The ingredients for 8 bundles are:
- 300 grams of fuji apples
- 460 grams of puff pastry (ready-made)
- 100 grams of thinly sliced culatello
- 50 grams of orange juice
- 50 grams of chopped hazelnuts
- 50 grams of brown sugar
- 1 egg for brushing
Cut the apples into cubes and in the meantime dissolve the brown sugar in a saucepan adding the orange juice. When it is blended, throw in the apples and let it soften for 15 minutes. Remove the saucepan from the heat and add the chopped hazelnuts to the mixture.
Cut the puff pastry into squares of 15 cm per side and add the thinly sliced culatello, put a part of the apple mixture and brush the edges with the egg to glue the square of puff pastry that closes the filling (as for a ravioli) . Close the bundle in half and then brush the puff pastry on top to make the crust.
Bake for about 12 minutes at 220 degrees.
Feast of culatello di zibello
Every year, in Zibello in the province of Parma, home of the DOP culatello, the Culatello Festival takes place, now in its 32nd edition. Every year for 4 days the festival hosts starred chefs who use culatello for traditional and innovative recipes, there are food stands that cook culatello and international guests.
Street artists and themed markets close the circle of these 4 days completely dedicated to the king of cold cuts from the lower Parma area.
Price of culatello di zibello
The price of Culatello di Zibello, as you could have guessed, is not low at all, especially if we are talking about Culatello DOP, the one for which no industrial plants are used for aging, which can get to be paid around 90 euros per kilo. A 4-kilo culatello, which is about the weight of the traditional pear-shaped culatello tied by a net of string, is about 360 euros.

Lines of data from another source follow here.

/// Type0 font with an embedded TrueType program and a ToUnicode map, so the
/// text stays searchable and copyable.
fn write_embedded_font(
    pdf: &mut Pdf,
    font_id: Ref,
    next_id: &mut i32,
    font: &FontFace,
    face: &Face<'_>,
    used: &BTreeMap<u16, char>,
) {
    let mut alloc = || {
        let id = Ref::new(*next_id);
        *next_id += 1;
        id
    };
    let cid_id = alloc();
    let descriptor_id = alloc();
    let cmap_id = alloc();
    let file_id = alloc();

    let base_font = Name(font.name().as_bytes());
    let units = f32::from(face.units_per_em());
    let scale = |value: i16| f32::from(value) * 1000.0 / units;

    pdf.type0_font(font_id)
        .base_font(base_font)
        .encoding_predefined(Name(b"Identity-H"))
        .descendant_font(cid_id)
        .to_unicode(cmap_id);

    let mut cid = pdf.cid_font(cid_id);
    cid.subtype(CidFontType::Type2);
    cid.base_font(base_font);
    cid.system_info(IDENTITY);
    cid.font_descriptor(descriptor_id);
    cid.default_width(0.0);
    cid.cid_to_gid_map_predefined(Name(b"Identity"));
    {
        let mut widths = cid.widths();
        for gid in used.keys() {
            let advance = face.glyph_hor_advance(GlyphId(*gid)).unwrap_or(0);
            widths.consecutive(*gid, [f32::from(advance) * 1000.0 / units]);
        }
    }
    cid.finish();

    let bbox = face.global_bounding_box();
    pdf.font_descriptor(descriptor_id)
        .name(base_font)
        .flags(FontFlags::SYMBOLIC)
        .bbox(Rect::new(
            scale(bbox.x_min),
            scale(bbox.y_min),
            scale(bbox.x_max),
            scale(bbox.y_max),
        ))
        .italic_angle(0.0)
        .ascent(scale(face.ascender()))
        .descent(scale(face.descender()))
        .cap_height(scale(face.capital_height().unwrap_or(face.ascender())))
        .stem_v(80.0)
        .font_file2(file_id);

    let mut cmap = UnicodeCmap::new(Name(b"Custom"), IDENTITY);
    for (gid, c) in used {
        cmap.pair(*gid, *c);
    }
    pdf.cmap(cmap_id, &cmap.finish());

    pdf.stream(file_id, font.data())
        .pair(Name(b"Length1"), font.data().len() as i32);
}

impl DocumentEncoder for PdfEncoder {
    fn encode(&self, canvas: &Canvas) -> Result<Vec<u8>, ExportError> {
        let (page_width, page_height) = canvas.page_size();
        if !(page_width > 0.0 && page_height > 0.0) {
            return Err(ExportError::Encode(format!(
                "invalid page size {page_width}x{page_height}"
            )));
        }

        let catalog_id = Ref::new(1);
        let page_tree_id = Ref::new(2);
        let page_id = Ref::new(3);
        let content_id = Ref::new(4);
        let regular_id = Ref::new(5);
        let bold_id = Ref::new(6);
        let mut next_id = 7;

        let mut pdf = Pdf::new();
        pdf.catalog(catalog_id).pages(page_tree_id);
        pdf.pages(page_tree_id).kids([page_id]).count(1);

        let has_bold = match &self.fonts {
            None => {
                let content = draw(canvas, page_height, |line| match line.style {
                    TextStyle::Regular => (REGULAR_FONT, win_ansi(&line.text)),
                    TextStyle::Bold | TextStyle::Accent => (BOLD_FONT, win_ansi(&line.text)),
                });
                pdf.stream(content_id, &content.finish());
                pdf.type1_font(regular_id)
                    .base_font(Name(b"Helvetica"))
                    .encoding_predefined(Name(b"WinAnsiEncoding"));
                pdf.type1_font(bold_id)
                    .base_font(Name(b"Helvetica-Bold"))
                    .encoding_predefined(Name(b"WinAnsiEncoding"));
                true
            }
            Some(fonts) => {
                let regular_face = fonts.regular.face()?;
                let bold_face = match &fonts.bold {
                    Some(bold) => Some(bold.face()?),
                    None => None,
                };
                let mut regular_used = BTreeMap::new();
                let mut bold_used = BTreeMap::new();
                let content = draw(canvas, page_height, |line| match (line.style, &bold_face) {
                    (TextStyle::Bold | TextStyle::Accent, Some(face)) => {
                        (BOLD_FONT, glyph_run(face, &line.text, &mut bold_used))
                    }
                    _ => (REGULAR_FONT, glyph_run(&regular_face, &line.text, &mut regular_used)),
                });
                pdf.stream(content_id, &content.finish());

                write_embedded_font(
                    &mut pdf,
                    regular_id,
                    &mut next_id,
                    &fonts.regular,
                    &regular_face,
                    &regular_used,
                );
                if let (Some(bold), Some(face)) = (&fonts.bold, &bold_face) {
                    write_embedded_font(&mut pdf, bold_id, &mut next_id, bold, face, &bold_used);
                }
                bold_face.is_some()
            }
        };

        let mut page = pdf.page(page_id);
        page.media_box(Rect::new(0.0, 0.0, page_width, page_height));
        page.parent(page_tree_id);
        page.contents(content_id);
        {
            let mut resources = page.resources();
            let mut fonts = resources.fonts();
            fonts.pair(REGULAR_FONT, regular_id);
            if has_bold {
                fonts.pair(BOLD_FONT, bold_id);
            }
        }
        page.finish();

        Ok(pdf.finish())
    }
}

/// Set while an export is running. Only one export may run at a time.
#[derive(Clone, Debug, Default)]
pub struct GeneratingFlag(Arc<AtomicBool>);

impl GeneratingFlag {
    #[cfg(test)]
    pub fn is_generating(&self) -> bool {
        self.0.load(Ordering::SeqCst)
    }

    /// Claim the flag. The returned guard clears it when dropped, whatever
    /// path the export takes.
    pub fn try_begin(&self) -> Option<GeneratingGuard> {
        self.0
            .compare_exchange(false, true, Ordering::SeqCst, Ordering::SeqCst)
            .ok()
            .map(|_| GeneratingGuard(Arc::clone(&self.0)))
    }
}

pub struct GeneratingGuard(Arc<AtomicBool>);

impl Drop for GeneratingGuard {
    fn drop(&mut self) {
        self.0.store(false, Ordering::SeqCst);
    }
}

#[derive(Clone, Debug, PartialEq, Eq)]
pub struct ExportedFile {
    pub file_name: String,
    pub bytes: Vec<u8>,
}

#[derive(Clone)]
pub struct Exporter {
    encoder: Arc<dyn DocumentEncoder>,
    generating: GeneratingFlag,
}

impl Exporter {
    pub fn new(encoder: Arc<dyn DocumentEncoder>) -> Self {
        Self {
            encoder,
            generating: GeneratingFlag::default(),
        }
    }

    /// PDF export with the standard Helvetica faces.
    pub fn pdf() -> Self {
        Self::new(Arc::new(PdfEncoder::standard()))
    }

    /// PDF export embedding `fonts`, or the standard faces without them.
    pub fn pdf_with_fonts(fonts: Option<FontSet>) -> Self {
        match fonts {
            Some(fonts) => Self::new(Arc::new(PdfEncoder::embedding(fonts))),
            None => Self::pdf(),
        }
    }

    #[cfg(test)]
    pub fn is_generating(&self) -> bool {
        self.generating.is_generating()
    }

    #[cfg(test)]
    pub fn generating_flag(&self) -> GeneratingFlag {
        self.generating.clone()
    }

    /// Render `document` into a file. Failures are logged and yield `None`;
    /// a call made while another export is in flight is ignored.
    pub async fn export(&self, document: &SummaryDocument, file_name: String) -> Option<ExportedFile> {
        let Some(_generating) = self.generating.try_begin() else {
            tracing::warn!("export already in progress, ignoring trigger");
            return None;
        };

        match self.render(document).await {
            Ok(bytes) => {
                tracing::debug!(file = %file_name, bytes = bytes.len(), "generated PDF");
                Some(ExportedFile { file_name, bytes })
            }
            Err(err) => {
                tracing::error!(error = %err, "error generating PDF");
                None
            }
        }
    }

    async fn render(&self, document: &SummaryDocument) -> Result<Vec<u8>, ExportError> {
        let canvas = layout(document)?;
        let encoder = Arc::clone(&self.encoder);
        tokio::task::spawn_blocking(move || encoder.encode(&canvas))
            .await
            .map_err(|e| ExportError::Task(e.to_string()))?
    }
}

It is clear that, when you decide to switch to a less valuable product, you can reach the cost of 80-100 euros but it is certainly one of those semi-industrial products that do not have the DOP mark.
We are talking, as I have already written to you before, of only 50 thousand DOP culatelli, produced per year in the territory of the Bassa.
But the experience to do with a product like culatello is clearly the experience of a good and well-made culatello. Here we always talk about fresh and good products, about quality at the expense of quantity.
We must know what we eat, we must be able to understand which product we are eating and also eat little but eat it fresh and good. We are not for chemical crap, we are not for industrial products, we are for things done well.